-- RECORDS FOR THE EXERCISE follows --
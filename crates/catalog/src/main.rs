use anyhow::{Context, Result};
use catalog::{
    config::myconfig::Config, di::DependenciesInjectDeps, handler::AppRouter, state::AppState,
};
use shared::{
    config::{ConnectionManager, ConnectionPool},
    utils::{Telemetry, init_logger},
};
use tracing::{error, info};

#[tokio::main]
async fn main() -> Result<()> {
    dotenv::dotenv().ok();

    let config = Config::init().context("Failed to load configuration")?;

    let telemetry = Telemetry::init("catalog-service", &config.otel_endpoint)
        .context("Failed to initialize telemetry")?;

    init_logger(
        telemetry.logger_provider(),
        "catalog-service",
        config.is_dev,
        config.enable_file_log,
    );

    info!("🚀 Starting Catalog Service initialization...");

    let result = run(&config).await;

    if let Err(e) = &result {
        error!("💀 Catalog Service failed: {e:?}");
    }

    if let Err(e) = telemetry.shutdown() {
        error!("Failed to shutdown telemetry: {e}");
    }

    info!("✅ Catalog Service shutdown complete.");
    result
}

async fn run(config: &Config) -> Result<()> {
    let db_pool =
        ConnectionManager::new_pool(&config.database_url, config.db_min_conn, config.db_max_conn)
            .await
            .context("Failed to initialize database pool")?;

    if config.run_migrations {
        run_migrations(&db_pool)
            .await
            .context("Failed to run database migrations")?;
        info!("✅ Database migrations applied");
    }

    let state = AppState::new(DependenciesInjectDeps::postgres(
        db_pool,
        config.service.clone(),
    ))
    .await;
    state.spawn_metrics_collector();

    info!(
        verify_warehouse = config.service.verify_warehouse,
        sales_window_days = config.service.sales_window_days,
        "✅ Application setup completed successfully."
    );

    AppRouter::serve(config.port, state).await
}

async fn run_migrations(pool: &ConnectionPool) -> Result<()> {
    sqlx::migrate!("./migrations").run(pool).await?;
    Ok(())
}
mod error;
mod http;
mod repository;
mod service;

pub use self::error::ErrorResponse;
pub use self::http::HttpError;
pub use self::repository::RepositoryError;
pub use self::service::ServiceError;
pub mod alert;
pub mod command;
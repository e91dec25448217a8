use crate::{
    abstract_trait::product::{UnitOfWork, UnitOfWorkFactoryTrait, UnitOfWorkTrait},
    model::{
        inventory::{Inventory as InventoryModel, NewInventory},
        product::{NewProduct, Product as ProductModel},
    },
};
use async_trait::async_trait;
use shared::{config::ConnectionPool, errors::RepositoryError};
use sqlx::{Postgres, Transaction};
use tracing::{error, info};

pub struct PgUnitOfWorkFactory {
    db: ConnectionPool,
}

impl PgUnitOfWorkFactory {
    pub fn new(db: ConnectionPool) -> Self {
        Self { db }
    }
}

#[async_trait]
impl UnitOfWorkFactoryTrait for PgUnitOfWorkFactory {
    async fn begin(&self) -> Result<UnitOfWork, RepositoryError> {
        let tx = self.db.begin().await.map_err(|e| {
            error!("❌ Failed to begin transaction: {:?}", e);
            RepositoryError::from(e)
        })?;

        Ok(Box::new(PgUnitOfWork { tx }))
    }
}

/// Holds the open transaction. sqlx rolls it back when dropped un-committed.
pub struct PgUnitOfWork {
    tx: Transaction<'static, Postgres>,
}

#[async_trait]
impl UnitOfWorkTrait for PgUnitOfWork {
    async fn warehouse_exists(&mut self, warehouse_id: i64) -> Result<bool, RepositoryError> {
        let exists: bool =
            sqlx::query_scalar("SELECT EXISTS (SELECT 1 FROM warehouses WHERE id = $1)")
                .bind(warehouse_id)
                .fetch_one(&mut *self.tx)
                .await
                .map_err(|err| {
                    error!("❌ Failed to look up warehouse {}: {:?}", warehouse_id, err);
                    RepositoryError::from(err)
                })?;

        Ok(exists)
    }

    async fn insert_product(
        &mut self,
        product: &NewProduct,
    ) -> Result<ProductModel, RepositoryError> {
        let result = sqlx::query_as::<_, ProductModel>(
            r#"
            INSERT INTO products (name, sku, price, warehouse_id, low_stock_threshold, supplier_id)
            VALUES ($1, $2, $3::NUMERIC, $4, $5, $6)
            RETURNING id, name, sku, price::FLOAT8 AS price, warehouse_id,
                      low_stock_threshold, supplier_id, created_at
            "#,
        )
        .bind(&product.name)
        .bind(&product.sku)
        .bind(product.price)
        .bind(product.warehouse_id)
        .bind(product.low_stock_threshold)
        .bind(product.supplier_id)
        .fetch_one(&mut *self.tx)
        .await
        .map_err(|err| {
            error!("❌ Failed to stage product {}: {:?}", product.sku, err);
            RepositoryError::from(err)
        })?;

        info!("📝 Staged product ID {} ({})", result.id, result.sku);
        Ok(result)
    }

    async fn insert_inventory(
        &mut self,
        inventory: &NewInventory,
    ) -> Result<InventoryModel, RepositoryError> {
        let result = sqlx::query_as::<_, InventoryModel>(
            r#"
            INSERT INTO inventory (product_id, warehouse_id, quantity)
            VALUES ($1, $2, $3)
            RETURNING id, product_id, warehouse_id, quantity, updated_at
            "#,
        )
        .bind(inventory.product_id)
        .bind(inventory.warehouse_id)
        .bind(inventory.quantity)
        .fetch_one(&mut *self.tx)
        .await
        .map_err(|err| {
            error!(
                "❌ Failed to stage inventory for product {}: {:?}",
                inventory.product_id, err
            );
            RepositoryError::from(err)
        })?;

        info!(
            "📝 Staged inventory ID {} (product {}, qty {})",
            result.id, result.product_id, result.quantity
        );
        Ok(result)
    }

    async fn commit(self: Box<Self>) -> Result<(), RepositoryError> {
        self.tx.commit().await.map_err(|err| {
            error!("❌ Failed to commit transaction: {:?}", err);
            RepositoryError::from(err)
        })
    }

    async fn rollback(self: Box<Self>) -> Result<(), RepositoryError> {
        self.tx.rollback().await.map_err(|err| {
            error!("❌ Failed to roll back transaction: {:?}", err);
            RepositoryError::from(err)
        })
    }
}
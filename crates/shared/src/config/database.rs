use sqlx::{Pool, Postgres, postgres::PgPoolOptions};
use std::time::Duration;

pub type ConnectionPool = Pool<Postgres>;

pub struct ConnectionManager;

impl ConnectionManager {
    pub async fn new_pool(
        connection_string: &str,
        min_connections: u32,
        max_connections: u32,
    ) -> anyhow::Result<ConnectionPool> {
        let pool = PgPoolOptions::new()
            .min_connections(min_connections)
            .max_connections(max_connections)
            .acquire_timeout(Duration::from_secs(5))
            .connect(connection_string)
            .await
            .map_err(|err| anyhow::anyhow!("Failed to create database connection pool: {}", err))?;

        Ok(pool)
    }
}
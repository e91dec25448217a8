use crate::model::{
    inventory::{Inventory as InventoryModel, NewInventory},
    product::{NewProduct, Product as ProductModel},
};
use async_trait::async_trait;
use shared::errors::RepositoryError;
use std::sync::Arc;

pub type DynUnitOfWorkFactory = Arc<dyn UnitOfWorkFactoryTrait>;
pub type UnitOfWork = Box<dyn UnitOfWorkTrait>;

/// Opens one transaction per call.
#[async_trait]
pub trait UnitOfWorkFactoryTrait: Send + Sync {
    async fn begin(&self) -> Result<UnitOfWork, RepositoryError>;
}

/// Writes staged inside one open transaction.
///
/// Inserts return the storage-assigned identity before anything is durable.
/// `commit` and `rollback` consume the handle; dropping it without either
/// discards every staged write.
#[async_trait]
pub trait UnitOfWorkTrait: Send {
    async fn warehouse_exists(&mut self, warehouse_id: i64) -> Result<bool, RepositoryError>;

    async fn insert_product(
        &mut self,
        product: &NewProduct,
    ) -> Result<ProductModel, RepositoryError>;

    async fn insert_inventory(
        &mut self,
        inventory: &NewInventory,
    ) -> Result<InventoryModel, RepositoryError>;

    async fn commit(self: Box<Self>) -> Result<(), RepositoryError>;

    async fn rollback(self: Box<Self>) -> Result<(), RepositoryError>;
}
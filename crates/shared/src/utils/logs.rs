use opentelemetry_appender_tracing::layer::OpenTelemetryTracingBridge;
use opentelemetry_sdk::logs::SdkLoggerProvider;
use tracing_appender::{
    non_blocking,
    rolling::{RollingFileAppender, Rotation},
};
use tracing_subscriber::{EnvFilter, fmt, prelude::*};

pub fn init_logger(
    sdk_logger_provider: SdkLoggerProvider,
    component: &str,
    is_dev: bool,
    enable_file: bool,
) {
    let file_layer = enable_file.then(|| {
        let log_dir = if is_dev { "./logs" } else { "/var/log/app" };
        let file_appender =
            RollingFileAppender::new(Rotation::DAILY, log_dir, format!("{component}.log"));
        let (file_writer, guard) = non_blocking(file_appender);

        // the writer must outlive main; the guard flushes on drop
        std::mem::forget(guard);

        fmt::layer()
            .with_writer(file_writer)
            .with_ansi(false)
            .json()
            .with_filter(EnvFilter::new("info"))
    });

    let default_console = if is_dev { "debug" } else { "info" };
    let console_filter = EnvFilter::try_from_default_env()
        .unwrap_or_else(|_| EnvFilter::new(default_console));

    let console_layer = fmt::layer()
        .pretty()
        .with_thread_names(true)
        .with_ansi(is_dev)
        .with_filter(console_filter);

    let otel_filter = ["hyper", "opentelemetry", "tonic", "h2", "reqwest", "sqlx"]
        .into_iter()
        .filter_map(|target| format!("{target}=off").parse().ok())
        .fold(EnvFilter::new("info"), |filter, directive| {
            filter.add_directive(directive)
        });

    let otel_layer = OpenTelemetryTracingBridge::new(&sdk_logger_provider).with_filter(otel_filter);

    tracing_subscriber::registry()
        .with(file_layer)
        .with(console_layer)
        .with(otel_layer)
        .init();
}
-- RECORDS FOR THE EXERCISE concluded --
- [WHAT YOU HAVE TO DO]: Reproduce only what lies between the start of the listing above and the end of the line containing "pub use self::service::ServiceError;", keeping every line exact.

- [EXERCISE RESPONSE]:
filename crates/catalog/src/main.rs
use anyhow::{Context, Result};
use catalog::{
    config::myconfig::Config, di::DependenciesInjectDeps, handler::AppRouter, state::AppState,
};
use shared::{
    config::{ConnectionManager, ConnectionPool},
    utils::{Telemetry, init_logger},
};
use tracing::{error, info};

#[tokio::main]
async fn main() -> Result<()> {
    dotenv::dotenv().ok();

    let config = Config::init().context("Failed to load configuration")?;

    let telemetry = Telemetry::init("catalog-service", &config.otel_endpoint)
        .context("Failed to initialize telemetry")?;

    init_logger(
        telemetry.logger_provider(),
        "catalog-service",
        config.is_dev,
        config.enable_file_log,
    );

    info!("🚀 Starting Catalog Service initialization...");

    let result = run(&config).await;

    if let Err(e) = &result {
        error!("💀 Catalog Service failed: {e:?}");
    }

    if let Err(e) = telemetry.shutdown() {
        error!("Failed to shutdown telemetry: {e}");
    }

    info!("✅ Catalog Service shutdown complete.");
    result
}

async fn run(config: &Config) -> Result<()> {
    let db_pool =
        ConnectionManager::new_pool(&config.database_url, config.db_min_conn, config.db_max_conn)
            .await
            .context("Failed to initialize database pool")?;

    if config.run_migrations {
        run_migrations(&db_pool)
            .await
            .context("Failed to run database migrations")?;
        info!("✅ Database migrations applied");
    }

    let state = AppState::new(DependenciesInjectDeps::postgres(
        db_pool,
        config.service.clone(),
    ))
    .await;
    state.spawn_metrics_collector();

    info!(
        verify_warehouse = config.service.verify_warehouse,
        sales_window_days = config.service.sales_window_days,
        "✅ Application setup completed successfully."
    );

    AppRouter::serve(config.port, state).await
}

async fn run_migrations(pool: &ConnectionPool) -> Result<()> {
    sqlx::migrate!("./migrations").run(pool).await?;
    Ok(())
}
mod error;
mod http;
mod repository;
mod service;

pub use self::error::ErrorResponse;
pub use self::http::HttpError;
pub use self::repository::RepositoryError;
pub use self::service::ServiceError;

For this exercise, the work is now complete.